18 Aug ‘Master, there is only one thing wrong with you: you think too much. You come with me.’
One day Zorba says to his master—which is Kazantzakis himself—‘Master, there is only one thing wrong with you: you think too much. You come with me.’ It was a full-moon night. Kazantzakis tried—‘No, no. What are you doing?’ But Zorba pulled him out to the beach and he started dancing, playing his instrument. And he told Kazantzakis, ‘Try. Jump! If you cannot dance, do SOMETHING.’ And with Zorba’s energy and his vibe, Kazantzakis also started dancing. For the first time in his life he felt that he was alive.
Zorba is the unlived part of every so-called religious person.
And why was the church so much against it when ZORBA was published? It was just a novel; there was nothing for the church to be worried about. But it was so clear that it is the unlived Christian in every Christian, this book could be a dangerous book. And it is a dangerous book.
But Zorba is tremendously beautiful. Kazantzakis sends him to purchase some things from the city, and he forgets all. He drinks and goes to the prostitutes and enjoys, and once in a while he remembers that it seems many days have passed but still, the money is with him. Unless all the money is finished, how can he return? The master will be very angry, but nothing can be done about it—it is his problem.
And after three weeks he comes back—and he had gone only for three days—and he does not bring anything that he was sent for. And he comes with all the stories—‘What a great journey it was, you should have been there. I met such beautiful bubalinas… and such good wine.’
And the master said, ‘But what about the things? For three weeks I have been sitting here boiling.’

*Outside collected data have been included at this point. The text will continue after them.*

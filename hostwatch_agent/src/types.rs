//! Data types sent to viewers over WebSocket.
//! Keep this module minimal and stable; it defines the wire format.

use chrono::{DateTime, Utc};
use serde::{Deserialize, Serialize};

#[derive(Debug, Serialize, Deserialize, Clone, Default, PartialEq)]
pub struct CpuMetrics {
    pub current_load_pct: f64,
    pub per_core_load_pct: Vec<f64>,
    pub temperature_c: Option<f64>,
}

#[derive(Debug, Serialize, Deserialize, Clone, Default, PartialEq)]
pub struct MemoryMetrics {
    pub total_bytes: u64,
    pub used_bytes: u64,
    pub free_bytes: u64,
    pub active_bytes: u64,
    pub available_bytes: u64,
    pub swap_total_bytes: u64,
    pub swap_used_bytes: u64,
    // not clamped: a misreporting sensor may push this outside 0..=100
    pub used_pct: f64,
}

#[derive(Debug, Serialize, Deserialize, Clone, Default, PartialEq)]
pub struct DiskUsage {
    /// Mount point, or the filesystem name when the mount is unknown.
    pub label: String,
    pub fs: String,
    pub fs_type: String,
    pub mount: String,
    pub size_bytes: u64,
    pub used_bytes: u64,
    pub available_bytes: u64,
    pub used_pct: f64,
}

#[derive(Debug, Serialize, Deserialize, Clone, Default, PartialEq)]
pub struct DiskIo {
    pub read_bytes_per_sec: f64,
    pub write_bytes_per_sec: f64,
    pub total_read_bytes: u64,
    pub total_write_bytes: u64,
}

#[derive(Debug, Serialize, Deserialize, Clone, Default, PartialEq)]
pub struct NetworkInterface {
    pub interface: String,
    pub rx_bytes_per_sec: f64,
    pub tx_bytes_per_sec: f64,
    pub rx_bytes_total: u64,
    pub tx_bytes_total: u64,
}

#[derive(Debug, Serialize, Deserialize, Clone, Default, PartialEq)]
pub struct ProcessEntry {
    pub name: String,
    pub pid: u32,
    pub cpu_pct: f64,
    pub mem_pct: f64,
    pub command: String,
}

#[derive(Debug, Serialize, Deserialize, Clone, Default, PartialEq)]
pub struct GpuController {
    pub vendor: String,
    pub model: String,
    pub vram_mb: Option<u64>,
    pub temperature_c: Option<f64>,
    pub utilization_pct: Option<f64>,
    pub memory_used_mb: Option<u64>,
    pub memory_total_mb: Option<u64>,
}

/// One complete set of readings for a single tick. Built fresh every tick and never mutated.
#[derive(Debug, Serialize, Deserialize, Clone, PartialEq)]
pub struct MetricsSnapshot {
    pub timestamp: DateTime<Utc>,
    pub cpu: CpuMetrics,
    pub memory: MemoryMetrics,
    pub disk: Vec<DiskUsage>,
    pub disk_io: DiskIo,
    pub network: Vec<NetworkInterface>,
    pub processes: Vec<ProcessEntry>,
    pub gpu: Vec<GpuController>,
}

// ---------- Static system description (queried once at startup) ----------

#[derive(Debug, Serialize, Deserialize, Clone, Default, PartialEq)]
pub struct CpuIdentity {
    pub manufacturer: String,
    pub brand: String,
    pub cores: usize,
    pub physical_cores: usize,
    pub speed_ghz: f64,
}

#[derive(Debug, Serialize, Deserialize, Clone, Default, PartialEq)]
pub struct SystemIdentity {
    pub manufacturer: String,
    pub model: String,
}

#[derive(Debug, Serialize, Deserialize, Clone, Default, PartialEq)]
pub struct OsIdentity {
    pub platform: String,
    pub distro: String,
    pub release: String,
    pub arch: String,
    pub hostname: String,
}

#[derive(Debug, Serialize, Deserialize, Clone, Default, PartialEq)]
pub struct GraphicsIdentity {
    pub vendor: String,
    pub model: String,
    pub vram_mb: Option<u64>,
}

#[derive(Debug, Serialize, Deserialize, Clone, Default, PartialEq)]
pub struct SystemDescription {
    pub cpu: CpuIdentity,
    pub system: SystemIdentity,
    pub os: OsIdentity,
    pub graphics: Vec<GraphicsIdentity>,
}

He said, ‘When there are so many beautiful things available, who bothers about such small things? You can cut my salary every week, by and by, slowly, and take your money back. I am sorry I could not come earlier. And you should be happy that I have come—because the money was finished I had to come. But next time when I go, I will bring all the things.’
Zorba’s whole life is a life of simple, physical enjoyment, but without any anxiety, without any guilt, without any botheration about sin and virtue and…
I would like this man Zorba to be alive in everybody, because it is your natural inheritance.
But you should not stop at Zorba. Zorba is only the beginning. Sooner or later, if you allow your Zorba full expression, you are bound to think of something better, higher, greater. It will not come out of thinking; it will come out of your experiences—because those small experiences will become boring.
Buddha himself had come to be Buddha because he had lived the life of a zorba.
It was out of the zorba that the search, for Buddha, started.
Not everybody becomes a buddha; and the basic reason is that the zorba remains unlived. Do you see my argument? My argument is: live Zorba fully, and you will naturally enter into the life of a buddha.
Enjoy your body, enjoy your physical existence. There is no sin in it. Hidden behind it is your spiritual growing, is your spiritual blissfulness. When you are tired of physical pleasures, only then will you ask, ‘Is there something more?’ And this question cannot be only intellectual, it has to be existential: ‘Is there something more?’ And when the question is existential, you will find within yourself something more.
There is something much more. Zorba is only the beginning.
There is no fight between Zorba and Buddha. Zorba is the arrow—if you follow it rightly, you will reach the Buddha.